Info overload is a universal business issue
Anthony D’Angelo, author of “The College Blue Book,” warns “In your thirst for knowledge, be sure not to drown in all the information.”
That is becoming an ever-harder admonishment for Peorians to adhere to because the supply of information available to every living being is growing exponentially.
A study by the University of California in 2003 said, “Published studies on media use say that the average American adult uses the telephone 16.17 hours a month, listens to radio 90 hours a month, and watches TV 131 hours a month. About 53 percent of the U.S. population uses the Internet, averaging 25 hours and 25 minutes a month at home, and 74 hours and 26 minutes a month at work.”
This is leading to what is called “Information Fatigue Syndrome.”
One local woman sees who tackles this phenomenon head-on daily says the issue will continue to grow.
So, how much information is out there?
New information is accumulating so fast that there are clocks on the Internet that track it and move so fast the numbers are a blur.
A 2003 study by the University of California tackled the question of how much information is out there. The number is staggering.
The study found in print, film, magnetic, and optical storage mediums there were about five exabytes of new information produced in 2002. To put that into perspective, there are 17 million books in the Library of Congress. Five exabytes of information is equal to 37,000 new libraries the size of the Library of Congress.
The study concluded that new stored information grew about 30 percent a year between 1999 and 2002.
And, the numbers just keep growing.
In March, the EMC Corporation released a study called “The Diverse and Exploding Digital Universe: An Updated Forecast of Worldwide Information Growth Through 2011.”
Its study concluded, At 281 exabytes the digital universe in 2007 was 10 percent bigger than originally estimated. With a compound annual growth rate of almost 60 percent, the digital universe is growing faster and is projected to be nearly 1.8 zettabytes – or 1,800 exabytes - in 2011, a 10-fold increase.”
Jo Dorsch, health sciences librarian at the University of Illinois College of Medicine at Peoria, knows about the explosion of information as well as anyone does locally. She deals with it daily.
Dorsch has been in the library business since 1979, and headed the medical college’s library since 2000.
She oversees a print collection of more than 55,000 volumes. That is a lot of text. But, Dorsch said, the print collection is puny compared to the information they store or have access to electronically.
“That number pales when you talk about what we have online. We have more than 30,000 online journals, and that’s just journals,” Dorsch said.
“When I started here we had 450 journals in print. We thought that was great. Now print journals are going the way of the dinosaur.”
She said when the college library started shifting from print to electronic versions there as great resistance.
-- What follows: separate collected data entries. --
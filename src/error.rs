use thiserror::Error;
use std::io;

#[derive(Error, Debug)]
pub enum RiskSeerError {
    #[error("Missing required field: {0}")]
    MissingRequiredField(&'static str),

    #[error("Configuration error: {0}")]
    Config(String),

    #[error("IO error: {0}")]
    Io(#[from] io::Error),

    #[error("Input parse error: {0}")]
    Parse(#[from] serde_json::Error),

    #[error("Report log error: {0}")]
    ReportLog(String),
}

impl RiskSeerError {
    pub fn config_error(msg: impl Into<String>) -> Self {
        Self::Config(msg.into())
    }

    pub fn report_log_error(msg: impl Into<String>) -> Self {
        Self::ReportLog(msg.into())
    }
}

pub type Result<T> = std::result::Result<T, RiskSeerError>;
pub mod input;
pub mod report;

pub use input::{Governance, Pool, ProtocolInput, Tokenomics, VestingEvent};
pub use report::{
    Finding, GameTheoryContext, ProtocolRiskReport, RiskCategories, RiskCategory, Severity,
};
“Now, I get grief if a journal is not available online,” she said. “Our print collection would be considered small to medium. Our online collection, however, is one of the largest in the country.”
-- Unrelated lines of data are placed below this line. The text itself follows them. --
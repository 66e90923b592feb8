//! Heuristic risk scoring for DeFi protocols.
//!
//! The engine takes a caller-supplied [`model::ProtocolInput`] describing a
//! protocol's tokenomics, governance parameters, and liquidity pools, runs
//! six independent category analyzers over it, and blends the results into
//! a single [`model::ProtocolRiskReport`]. All scoring is deterministic
//! threshold evaluation; there is no I/O and no on-chain access inside the
//! engine.

pub mod aggregator;
pub mod analyzer;
pub mod config;
pub mod engine;
pub mod error;
pub mod model;
pub mod monitoring;

pub use engine::score_protocol;
pub use error::{Result, RiskSeerError};
pub use model::{ProtocolInput, ProtocolRiskReport};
Dorsch said it is nearly impossible to estimate the amount of information a medical student can assess in the college library.
“Just one of the databases we subscribe to, called Medline, in just family practice titles offers access to 341 journals or 7,280 articles a month,” Dorsch said.
“If a physician tried to keep up with all that it would take 627.5 hours a month just to read those articles.”
Medline, she said, in total indexes 5,000 journals.
“The volume of information available is tremendous,” Dorsch said, “and that’s just one database. We have about 250 databases. It’s mind-boggling.”
To cope Dorsch said she and her staff work continually to teach the medical students how to sift through and synthesize all that information.
“We work hard to give them the tools they need,” she said.
“In their third year we have a 12-week course to teach them how to sift through the information available.”
Online availability of information, Dorsch said, is fundamentally changing the dynamics of the library industry.
“We are no longer warehouse of books. Libraries are now thought of as information commons,” she said.
It is overwhelming for librarians and students alike. But, the trend is not going to change anytime soon.
“We have to plan to transform our space which includes a new computer library lab and classrooms,” Dorsch said. “The preference now is to have everything online. The medical information available has exploded, and so has the number of formats to receive it.”
Dorsch said students can download pod casts, get email alerts and other forms of communication.
“It is incredible how quickly things are changing,” Dorsch said.
“My job is to continually learn about new tools to help the students get to the information they need. That’s my challenge.”